Take time to systematically consider your chosen concern by completing the Circle of Control exercise below (based on Stephen Covey’s work). It aims to reduce the concern by highlighting what you can do to take control.

You’ll need 3 sheets of paper with one of these titles on each; Circle of Concern, Circle of Influence, Circle of Control. Also, pens and some quiet time.
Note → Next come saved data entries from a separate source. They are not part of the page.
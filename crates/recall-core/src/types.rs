// SPDX-FileCopyrightText: 2026 Recall Contributors
// SPDX-License-Identifier: MIT OR Apache-2.0

//! Normalized data model shared by all backends.

use chrono::{DateTime, Utc};
use serde::{Deserialize, Serialize};
use strum::{Display, EnumString};

/// Owner partition of a memory: the user across projects, or one project.
#[derive(
    Debug, Clone, Copy, PartialEq, Eq, Hash, Default, Display, EnumString, Serialize, Deserialize,
)]
#[strum(serialize_all = "lowercase", ascii_case_insensitive)]
#[serde(rename_all = "lowercase")]
pub enum ScopeKind {
    User,
    #[default]
    Project,
}

/// Hashed identity of the caller, recomputed per call.
///
/// `project_id == None` denotes user (cross-project) scope.
#[derive(Debug, Clone, PartialEq, Eq, Hash, Serialize, Deserialize)]
pub struct ScopeContext {
    pub user_id: String,
    #[serde(default, skip_serializing_if = "Option::is_none")]
    pub project_id: Option<String>,
}

impl ScopeContext {
    /// A user-scope context (no project).
    pub fn user(user_id: impl Into<String>) -> Self {
        Self {
            user_id: user_id.into(),
            project_id: None,
        }
    }

    /// A project-scope context.
    pub fn project(user_id: impl Into<String>, project_id: impl Into<String>) -> Self {
        Self {
            user_id: user_id.into(),
            project_id: Some(project_id.into()),
        }
    }

    /// The same identity narrowed to user scope.
    pub fn to_user_scope(&self) -> Self {
        Self::user(self.user_id.clone())
    }

    /// The scope selected by `kind`. Asking for project scope on a
    /// context without a project id yields user scope.
    pub fn for_kind(&self, kind: ScopeKind) -> Self {
        match kind {
            ScopeKind::User => self.to_user_scope(),
            ScopeKind::Project => self.clone(),
        }
    }

    pub fn kind(&self) -> ScopeKind {
        if self.project_id.is_some() {
            ScopeKind::Project
        } else {
            ScopeKind::User
        }
    }
}

/// Semantic category of memory content.
#[derive(
    Debug, Clone, Copy, PartialEq, Eq, Hash, Default, Display, EnumString, Serialize, Deserialize,
)]
#[strum(serialize_all = "lowercase", ascii_case_insensitive)]
#[serde(rename_all = "lowercase")]
pub enum Sector {
    Episodic,
    #[default]
    Semantic,
    Procedural,
    Emotional,
    Reflective,
}

impl Sector {
    /// Parse a backend-supplied sector name, falling back to `Semantic`.
    pub fn from_backend(name: Option<&str>) -> Self {
        name.and_then(|s| s.parse().ok()).unwrap_or_default()
    }
}

/// Which transport served a request.
#[derive(Debug, Clone, Copy, PartialEq, Eq, Hash, Display, Serialize, Deserialize)]
pub enum BackendKind {
    #[strum(serialize = "tool-call")]
    #[serde(rename = "tool-call")]
    ToolCall,
    #[strum(serialize = "rest")]
    #[serde(rename = "rest")]
    Rest,
}

/// A memory as every backend response is normalized into.
///
/// Missing numeric scores stay `None`; they are never coerced to zero.
#[derive(Debug, Clone, Default, PartialEq, Serialize, Deserialize)]
pub struct MemoryItem {
    pub id: String,
    pub content: String,
    /// Retrieval relevance for the current query (0.0-1.0).
    #[serde(default, skip_serializing_if = "Option::is_none")]
    pub score: Option<f64>,
    /// Long-term importance (0.0-1.0), independent of the query.
    #[serde(default, skip_serializing_if = "Option::is_none")]
    pub salience: Option<f64>,
    #[serde(default)]
    pub sector: Sector,
    #[serde(default, skip_serializing_if = "Vec::is_empty")]
    pub tags: Vec<String>,
    #[serde(default, skip_serializing_if = "Option::is_none")]
    pub metadata: Option<serde_json::Value>,
    #[serde(default, skip_serializing_if = "Option::is_none")]
    pub created_at: Option<DateTime<Utc>>,
    #[serde(default, skip_serializing_if = "Option::is_none")]
    pub updated_at: Option<DateTime<Utc>>,
    #[serde(default, skip_serializing_if = "Option::is_none")]
    pub last_seen_at: Option<DateTime<Utc>>,
}

impl MemoryItem {
    /// Most recent activity time: last seen, else updated, else created.
    pub fn last_activity(&self) -> Option<DateTime<Utc>> {
        self.last_seen_at.or(self.updated_at).or(self.created_at)
    }
}

/// Profile facts partitioned into stable and recent buckets.
#[derive(Debug, Clone, Default, PartialEq, Eq, Serialize, Deserialize)]
pub struct ProfileResult {
    #[serde(rename = "static")]
    pub static_facts: Vec<String>,
    #[serde(rename = "dynamic")]
    pub dynamic_facts: Vec<String>,
}

impl ProfileResult {
    pub fn is_empty(&self) -> bool {
        self.static_facts.is_empty() && self.dynamic_facts.is_empty()
    }
}

/// Options for `search_memories`.
#[derive(Debug, Clone, Default)]
pub struct SearchOptions {
    pub limit: Option<usize>,
    pub min_salience: Option<f64>,
    pub sector: Option<Sector>,
}

/// Options for `add_memory`.
#[derive(Debug, Clone, Default)]
pub struct AddOptions {
    /// Free-form memory type label (e.g. "preference", "decision").
    pub memory_type: Option<String>,
    pub tags: Vec<String>,
    pub metadata: Option<serde_json::Value>,
}

/// Options for `list_memories`.
#[derive(Debug, Clone, Default)]
pub struct ListOptions {
    pub limit: Option<usize>,
    pub offset: Option<usize>,
    pub sector: Option<Sector>,
}

#[derive(Debug, Clone, Default, PartialEq, Serialize)]
pub struct SearchResponse {
    pub results: Vec<MemoryItem>,
    pub total: usize,
}

#[derive(Debug, Clone, Default, PartialEq, Serialize)]
pub struct AddResponse {
    #[serde(skip_serializing_if = "Option::is_none")]
    pub id: Option<String>,
    #[serde(skip_serializing_if = "Option::is_none")]
    pub sector: Option<Sector>,
}

#[derive(Debug, Clone, Default, PartialEq, Serialize)]
pub struct ListResponse {
    pub memories: Vec<MemoryItem>,
    #[serde(skip_serializing_if = "Option::is_none")]
    pub total: Option<usize>,
}

fn default_confidence() -> f64 {
    1.0
}

/// A subject/predicate/object statement with a validity interval.
///
/// At most one version per `(subject, predicate)` has `valid_to == None`
/// at any moment. Invalidation closes the interval; history is kept.
#[derive(Debug, Clone, PartialEq, Serialize, Deserialize)]
pub struct TemporalFact {
    pub id: String,
    pub subject: String,
    pub predicate: String,
    pub object: String,
    #[serde(deserialize_with = "crate::timestamp::deserialize")]
    pub valid_from: DateTime<Utc>,
    #[serde(
        default,
        deserialize_with = "crate::timestamp::deserialize_option",
        skip_serializing_if = "Option::is_none"
    )]
    pub valid_to: Option<DateTime<Utc>>,
    #[serde(default = "default_confidence")]
    pub confidence: f64,
    #[serde(default, skip_serializing_if = "Option::is_none")]
    pub metadata: Option<serde_json::Value>,
}

impl TemporalFact {
    /// True when the interval is still open.
    pub fn is_current(&self) -> bool {
        self.valid_to.is_none()
    }

    /// `valid_from <= at < valid_to` (or `valid_to` unset).
    pub fn is_valid_at(&self, at: DateTime<Utc>) -> bool {
        self.valid_from <= at && self.valid_to.is_none_or(|end| at < end)
    }
}

/// Input for creating a fact version.
#[derive(Debug, Clone, Default, Serialize)]
pub struct NewFact {
    pub subject: String,
    pub predicate: String,
    pub object: String,
    #[serde(skip_serializing_if = "Option::is_none")]
    pub valid_from: Option<DateTime<Utc>>,
    #[serde(skip_serializing_if = "Option::is_none")]
    pub confidence: Option<f64>,
    #[serde(skip_serializing_if = "Option::is_none")]
    pub metadata: Option<serde_json::Value>,
}

/// Filters for fact queries. Every field is optional.
#[derive(Debug, Clone, Default)]
pub struct FactQuery {
    pub subject: Option<String>,
    pub predicate: Option<String>,
    pub object: Option<String>,
    pub at: Option<DateTime<Utc>>,
    pub min_confidence: Option<f64>,
}

/// Same predicate, different object between two snapshots.
#[derive(Debug, Clone, PartialEq, Serialize)]
pub struct FactChange {
    pub predicate: String,
    pub before: TemporalFact,
    pub after: TemporalFact,
}

/// Difference between the facts valid at two instants.
#[derive(Debug, Clone, Default, PartialEq, Serialize)]
pub struct FactDiff {
    pub added: Vec<TemporalFact>,
    pub removed: Vec<TemporalFact>,
    pub changed: Vec<FactChange>,
    pub unchanged: Vec<TemporalFact>,
}

/// Aggregate counts reported by the fact store.
#[derive(Debug, Clone, Default, PartialEq, Serialize, Deserialize)]
pub struct FactStats {
    #[serde(default)]
    pub total_facts: u64,
    #[serde(default)]
    pub active_facts: u64,
    #[serde(default)]
    pub historical_facts: u64,
}

#[cfg(test)]
mod tests {
    use super::*;
    use chrono::{Duration, TimeZone};

    fn fact(valid_from: DateTime<Utc>, valid_to: Option<DateTime<Utc>>) -> TemporalFact {
        TemporalFact {
            id: "f1".into(),
            subject: "alice".into(),
            predicate: "works_at".into(),
            object: "Acme".into(),
            valid_from,
            valid_to,
            confidence: 1.0,
            metadata: None,
        }
    }

    #[test]
    fn sector_parsing_defaults_to_semantic() {
        assert_eq!(Sector::from_backend(Some("episodic")), Sector::Episodic);
        assert_eq!(Sector::from_backend(Some("Procedural")), Sector::Procedural);
        assert_eq!(Sector::from_backend(Some("unknown")), Sector::Semantic);
        assert_eq!(Sector::from_backend(None), Sector::Semantic);
        assert_eq!(Sector::Reflective.to_string(), "reflective");
    }

    #[test]
    fn scope_kind_follows_project_id() {
        let user = ScopeContext::user("u1");
        let project = ScopeContext::project("u1", "p1");
        assert_eq!(user.kind(), ScopeKind::User);
        assert_eq!(project.kind(), ScopeKind::Project);
        assert_eq!(project.to_user_scope(), user);
        assert_eq!(project.for_kind(ScopeKind::User), user);
        assert_eq!(project.for_kind(ScopeKind::Project), project);
    }

    #[test]
    fn backend_kind_display() {
        assert_eq!(BackendKind::ToolCall.to_string(), "tool-call");
        assert_eq!(BackendKind::Rest.to_string(), "rest");
    }

    #[test]
    fn validity_interval_is_half_open() {
        let start = Utc.with_ymd_and_hms(2026, 1, 1, 0, 0, 0).unwrap();
        let end = start + Duration::days(10);
        let closed = fact(start, Some(end));
        assert!(closed.is_valid_at(start));
        assert!(closed.is_valid_at(end - Duration::seconds(1)));
        assert!(!closed.is_valid_at(end));
        assert!(!closed.is_valid_at(start - Duration::seconds(1)));

        let open = fact(start, None);
        assert!(open.is_current());
        assert!(open.is_valid_at(start + Duration::days(1000)));
    }

    #[test]
    fn temporal_fact_accepts_millis_and_defaults_confidence() {
        let json = serde_json::json!({
            "id": "f9",
            "subject": "alice",
            "predicate": "lives_in",
            "object": "Paris",
            "valid_from": 1_772_366_400_000_i64,
            "valid_to": null
        });
        let fact: TemporalFact = serde_json::from_value(json).unwrap();
        assert_eq!(fact.confidence, 1.0);
        assert!(fact.valid_to.is_none());
        assert_eq!(fact.valid_from.to_rfc3339(), "2026-03-01T12:00:00+00:00");
    }

    #[test]
    fn profile_result_serializes_static_and_dynamic() {
        let profile = ProfileResult {
            static_facts: vec!["prefers tabs".into()],
            dynamic_facts: vec![],
        };
        let json = serde_json::to_value(&profile).unwrap();
        assert_eq!(json["static"][0], "prefers tabs");
        assert!(json["dynamic"].as_array().unwrap().is_empty());
        assert!(!profile.is_empty());
        assert!(ProfileResult::default().is_empty());
    }

    #[test]
    fn memory_item_omits_absent_scores() {
        let item = MemoryItem {
            id: "m1".into(),
            content: "uses nix".into(),
            ..Default::default()
        };
        let json = serde_json::to_value(&item).unwrap();
        assert!(json.get("score").is_none());
        assert!(json.get("salience").is_none());
        assert_eq!(json["sector"], "semantic");
    }
}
  1. On your ‘Circle of Concern’ page, make a full list of everything that matters about the concern, e.g., what causes it, how it impacts you or others.
  2. Looking at this list:
    • Consider everything that you can directly control. I.e., what you can do to manage yourself, your actions, thoughts, emotions, body responses, language. These are indicated by “I/We can…”. Cross them off your Circle of Concern and add them to your ‘Circle of Control’ page.
    • Consider everything that you can have some influence over. These are indicated by, “I/We could overcome/do this IF…” For example, “We could overcome this if we find out more about; the situation, other courses of action, or someone else’s perspective and pressures”. Or “If I developed a skill or used my skills to build a better support network”. Cross them off your Circle of Concern and add them to your ‘Circle of Influence’ page.
  3. The issues left in the Circle of Concern, should only be those that are genuinely beyond your control or influence. Typically, it’s best to accept these if you can – acceptance is known to be good for positive – or at least accept that you will spend less time and time and energy on them. You can, of course, look at them again if the situation changes and you start to have more influence and control.
  4. Look at your Circles of Control and Influence. Explore the steps that you’ve identified and develop an action plan with realistic time-lines for working on each. Focus on quick wins, but also chip away at longer-term solutions. In all, you’re prioritising how to focus your time and energy to achieve greater control.
  5. Throughout, be aware of making decisions and actions that fit in with your internal motives: This will boost your autonomy and wellbeing.

Remember:

You can control more than you think. Be aware of your internal motives. Use them to take control and focus your energy on making a meaningful difference to your own wellbeing and life, and to the lives and wellbeing of others.